-- Wesley Cook is, in most regards, a success. An adored big brother and popular college senior who is graduating this December first in his class. And he's accomplished all that in spite of a very real handicap that's been almost impossible to beat — stuttering.
His parents watched him struggle with his disorder for two decades, wishing they could do anything to help their son.
"For there to be even a chance that he could be helped at all and help boost his self esteem and self-confidence is a miracle," says his mother, Debbie Cook. "It's just something we've wished for so long — for him to talk."
Joe Kalinowski knows the feeling all too well. "I see the pain in these children and I go, 'Oh, now I remember.'"
"I prayed every night," he says. "Take off my arm, God, because I know kids will tease me for not having an arm. But if I can talk the same as every other kid, that'll be OK. And I'd get up and the arm was still there. And I'd begin to talk and the stutter was still there. And I'd turn up to the heavens and say 'you didn't do it.' I guess he had another purpose."
That little boy grew up to become a speech therapist at East Carolina University in Greenville, N.C., and one of three inventors of a device that would change his life, and the lives of stutterers like him.

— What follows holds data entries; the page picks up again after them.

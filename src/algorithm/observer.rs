//! Read-only progress notifications from running simulations

use crate::algorithm::executor::RunOutcome;
use crate::spatial::LatticeDiagram;

/// View of a diagram mid-run, handed to observers
#[derive(Clone, Copy, Debug)]
pub struct GrowthSnapshot<'a, const D: usize> {
    /// Index of the run within its accumulation
    pub run: usize,
    /// Insertions performed so far
    pub step: usize,
    /// Current diagram, borrowed immutably
    pub diagram: &'a LatticeDiagram<D>,
}

impl<const D: usize> GrowthSnapshot<'_, D> {
    /// Current number of cells
    pub fn size(&self) -> usize {
        self.diagram.len()
    }
}

/// Consumer of simulation progress
///
/// Observers only ever receive shared references, so they cannot alter the
/// simulation. Runs may execute on several threads at once, hence `Sync`.
pub trait GrowthObserver<const D: usize>: Sync {
    /// Called after the first insertion and every `PROGRESS_INTERVAL` insertions after that
    fn on_step(&self, snapshot: &GrowthSnapshot<'_, D>);

    /// Called once when a run reaches a terminal state
    fn on_run_finished(&self, _outcome: &RunOutcome) {}
}

/// Observer that ignores every notification
#[derive(Clone, Copy, Debug, Default)]
pub struct NoopObserver;

impl<const D: usize> GrowthObserver<D> for NoopObserver {
    fn on_step(&self, _snapshot: &GrowthSnapshot<'_, D>) {}
}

They call it the "SpeechEasy Device." Developed at the university, the gadget fits in the canal of one ear and works like a small PA system, complete with microphone, amplifier, and speaker. It delivers delayed and altered voice feedback to the stutterer, tricking the brain into thinking that another person is speaking, too.
"Experts aren't exactly sure why this works, but they do know from previous research speaking in unison with one or more people inhibits stuttering," explains ABCNEWS Medical Editor Dr. Timothy Johnson, on Good Morning America.
Researchers have yet to discover the cause of stuttering, although data points to four compounding factors: genetics, neurophysiology (how the brain works), child development, and family dynamics.
According to Jane Fraser, president of the Stuttering Foundation of America, more than 50 percent of people who stutter have a family member with the condition.
"Current research is focusing on actual brain abnormalities in people who stutter," she says. "Researchers are also looking at the types of pressures put on children when they begin to talk, and how that child develops."
Yet Fraser is hesitant to endorse the Speech Easy, advising people to exercise caution and not get their hopes up too high.
"We've seen so many devices come and go," she says. "We take a very cautious approach because we don't want people to be disappointed. Until we see some serious long-term research, it would be difficult for us to make a big pronouncement. It's not particularly new."
Fraser is quick to point out while devices may help some people with their stuttering, there is no cure for the condition. "There's a lot of work that goes into any long term success. What we find is that some things work for three or six months, but they don't get any long term success without a lot of work.
She says speech therapy remains the main treatment option, and warns that electronic aids can sometimes cause more harm than good.
But Kalinowski is optimistic, citing a 90 percent response rate so far in 123 patients.
Cook, for instance, began to speak fluently once the device was fitted.
"Oh it's awesome," he says. "I'm able to get it out now. I'm going to use it a lot. And there's always ideas I have in my head I just am not able to get out."
His mother describes the joy she felt when she heard her son speak: "It's just our dream come true for him. Because we've tried everything we knew and would never really give up hope. We've always prayed there would be that something and we just can't believe we've found it."
Kalinowsky says helping others with the same disability is gratifying.
"I've suffered the same things that he's suffered. I know the same pain. So I don't want him to have the same pain for the same time that I had it for because I'm an old man. I don't want him to go through that," he says.